- _Exercise requirements_
Exact copies of all entries are expected.

- _Material for the task_
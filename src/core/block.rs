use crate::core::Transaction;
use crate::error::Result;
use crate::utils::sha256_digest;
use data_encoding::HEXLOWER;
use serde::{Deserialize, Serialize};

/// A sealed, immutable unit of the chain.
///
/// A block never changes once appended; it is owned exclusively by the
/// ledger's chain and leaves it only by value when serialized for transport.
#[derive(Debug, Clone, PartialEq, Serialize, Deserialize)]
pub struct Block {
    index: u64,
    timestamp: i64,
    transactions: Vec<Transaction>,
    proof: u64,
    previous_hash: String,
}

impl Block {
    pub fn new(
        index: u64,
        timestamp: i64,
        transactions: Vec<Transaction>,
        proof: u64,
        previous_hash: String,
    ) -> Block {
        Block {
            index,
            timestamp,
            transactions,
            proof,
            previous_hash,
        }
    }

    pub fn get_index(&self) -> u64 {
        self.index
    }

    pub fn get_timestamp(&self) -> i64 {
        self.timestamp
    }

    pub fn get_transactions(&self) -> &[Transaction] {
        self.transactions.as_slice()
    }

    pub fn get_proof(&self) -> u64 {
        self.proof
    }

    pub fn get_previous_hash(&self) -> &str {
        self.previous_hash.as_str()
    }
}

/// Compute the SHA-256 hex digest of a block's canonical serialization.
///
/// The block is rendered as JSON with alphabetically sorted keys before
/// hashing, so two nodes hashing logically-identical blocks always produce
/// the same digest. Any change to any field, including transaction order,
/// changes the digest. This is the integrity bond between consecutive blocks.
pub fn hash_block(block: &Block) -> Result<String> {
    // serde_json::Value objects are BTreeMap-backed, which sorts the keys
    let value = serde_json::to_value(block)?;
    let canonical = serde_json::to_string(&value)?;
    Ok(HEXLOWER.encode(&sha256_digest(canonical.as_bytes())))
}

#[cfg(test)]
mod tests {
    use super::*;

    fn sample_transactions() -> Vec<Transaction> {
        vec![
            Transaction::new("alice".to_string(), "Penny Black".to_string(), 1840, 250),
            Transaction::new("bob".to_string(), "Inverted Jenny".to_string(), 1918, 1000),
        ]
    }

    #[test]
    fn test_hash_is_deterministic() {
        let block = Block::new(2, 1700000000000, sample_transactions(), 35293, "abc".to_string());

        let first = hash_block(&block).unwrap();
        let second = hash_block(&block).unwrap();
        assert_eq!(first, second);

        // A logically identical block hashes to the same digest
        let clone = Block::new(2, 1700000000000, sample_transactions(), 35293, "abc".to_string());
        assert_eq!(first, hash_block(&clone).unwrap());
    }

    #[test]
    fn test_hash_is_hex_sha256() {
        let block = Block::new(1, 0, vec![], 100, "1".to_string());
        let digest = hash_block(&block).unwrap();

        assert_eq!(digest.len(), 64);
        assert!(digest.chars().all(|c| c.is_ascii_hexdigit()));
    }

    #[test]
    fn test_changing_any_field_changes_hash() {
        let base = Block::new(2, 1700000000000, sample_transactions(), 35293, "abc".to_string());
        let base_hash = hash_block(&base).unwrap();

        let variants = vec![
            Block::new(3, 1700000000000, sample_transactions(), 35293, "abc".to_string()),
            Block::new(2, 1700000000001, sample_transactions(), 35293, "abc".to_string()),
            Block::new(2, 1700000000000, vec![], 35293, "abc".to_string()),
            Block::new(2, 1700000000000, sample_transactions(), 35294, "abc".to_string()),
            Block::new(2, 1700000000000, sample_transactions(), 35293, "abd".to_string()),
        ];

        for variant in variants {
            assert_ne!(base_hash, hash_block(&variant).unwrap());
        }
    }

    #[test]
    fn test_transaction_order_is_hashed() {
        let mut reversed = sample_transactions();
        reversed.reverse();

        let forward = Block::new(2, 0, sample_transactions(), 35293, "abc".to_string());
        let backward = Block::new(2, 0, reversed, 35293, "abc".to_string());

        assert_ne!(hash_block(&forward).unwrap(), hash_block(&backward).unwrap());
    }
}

- _Solution_
filename src/core/block.rs
use crate::core::Transaction;
use crate::error::Result;
use crate::utils::sha256_digest;
use data_encoding::HEXLOWER;
use serde::{Deserialize, Serialize};

/// A sealed, immutable unit of the chain.
///
/// A block never changes once appended; it is owned exclusively by the
/// ledger's chain and leaves it only by value when serialized for transport.
#[derive(Debug, Clone, PartialEq, Serialize, Deserialize)]
pub struct Block {
    index: u64,
    timestamp: i64,
    transactions: Vec<Transaction>,
    proof: u64,
    previous_hash: String,
}

impl Block {
    pub fn new(
        index: u64,
        timestamp: i64,
        transactions: Vec<Transaction>,
        proof: u64,
        previous_hash: String,
    ) -> Block {
        Block {
            index,
            timestamp,
            transactions,
            proof,
            previous_hash,
        }
    }

    pub fn get_index(&self) -> u64 {
        self.index
    }

    pub fn get_timestamp(&self) -> i64 {
        self.timestamp
    }

    pub fn get_transactions(&self) -> &[Transaction] {
        self.transactions.as_slice()
    }

    pub fn get_proof(&self) -> u64 {
        self.proof
    }

    pub fn get_previous_hash(&self) -> &str {
        self.previous_hash.as_str()
    }
}

/// Compute the SHA-256 hex digest of a block's canonical serialization.
///
/// The block is rendered as JSON with alphabetically sorted keys before
/// hashing, so two nodes hashing logically-identical blocks always produce
/// the same digest. Any change to any field, including transaction order,
/// changes the digest. This is the integrity bond between consecutive blocks.
pub fn hash_block(block: &Block) -> Result<String> {
    // serde_json::Value objects are BTreeMap-backed, which sorts the keys
    let value = serde_json::to_value(block)?;
    let canonical = serde_json::to_string(&value)?;
    Ok(HEXLOWER.encode(&sha256_digest(canonical.as_bytes())))
}

#[cfg(test)]
mod tests {
    use super::*;

    fn sample_transactions() -> Vec<Transaction> {
        vec![
            Transaction::new("alice".to_string(), "Penny Black".to_string(), 1840, 250),
            Transaction::new("bob".to_string(), "Inverted Jenny".to_string(), 1918, 1000),
        ]
    }

    #[test]
    fn test_hash_is_deterministic() {
        let block = Block::new(2, 1700000000000, sample_transactions(), 35293, "abc".to_string());

        let first = hash_block(&block).unwrap();
        let second = hash_block(&block).unwrap();
        assert_eq!(first, second);

        // A logically identical block hashes to the same digest
        let clone = Block::new(2, 1700000000000, sample_transactions(), 35293, "abc".to_string());
        assert_eq!(first, hash_block(&clone).unwrap());
    }

    #[test]
    fn test_hash_is_hex_sha256() {
        let block = Block::new(1, 0, vec![], 100, "1".to_string());
        let digest = hash_block(&block).unwrap();

        assert_eq!(digest.len(), 64);
        assert!(digest.chars().all(|c| c.is_ascii_hexdigit()));
    }

    #[test]
    fn test_changing_any_field_changes_hash() {
        let base = Block::new(2, 1700000000000, sample_transactions(), 35293, "abc".to_string());
        let base_hash = hash_block(&base).unwrap();

        let variants = vec![
            Block::new(3, 1700000000000, sample_transactions(), 35293, "abc".to_string()),
            Block::new(2, 1700000000001, sample_transactions(), 35293, "abc".to_string()),
            Block::new(2, 1700000000000, vec![], 35293, "abc".to_string()),
            Block::new(2, 1700000000000, sample_transactions(), 35294, "abc".to_string()),
            Block::new(2, 1700000000000, sample_transactions(), 35293, "abd".to_string()),
        ];

        for variant in variants {
            assert_ne!(base_hash, hash_block(&variant).unwrap());
        }
    }

    #[test]
    fn test_transaction_order_is_hashed() {
        let mut reversed = sample_transactions();
        reversed.reverse();

        let forward = Block::new(2, 0, sample_transactions(), 35293, "abc".to_string());
        let backward = Block::new(2, 0, reversed, 35293, "abc".to_string());

        assert_ne!(hash_block(&forward).unwrap(), hash_block(&backward).unwrap());
    }
}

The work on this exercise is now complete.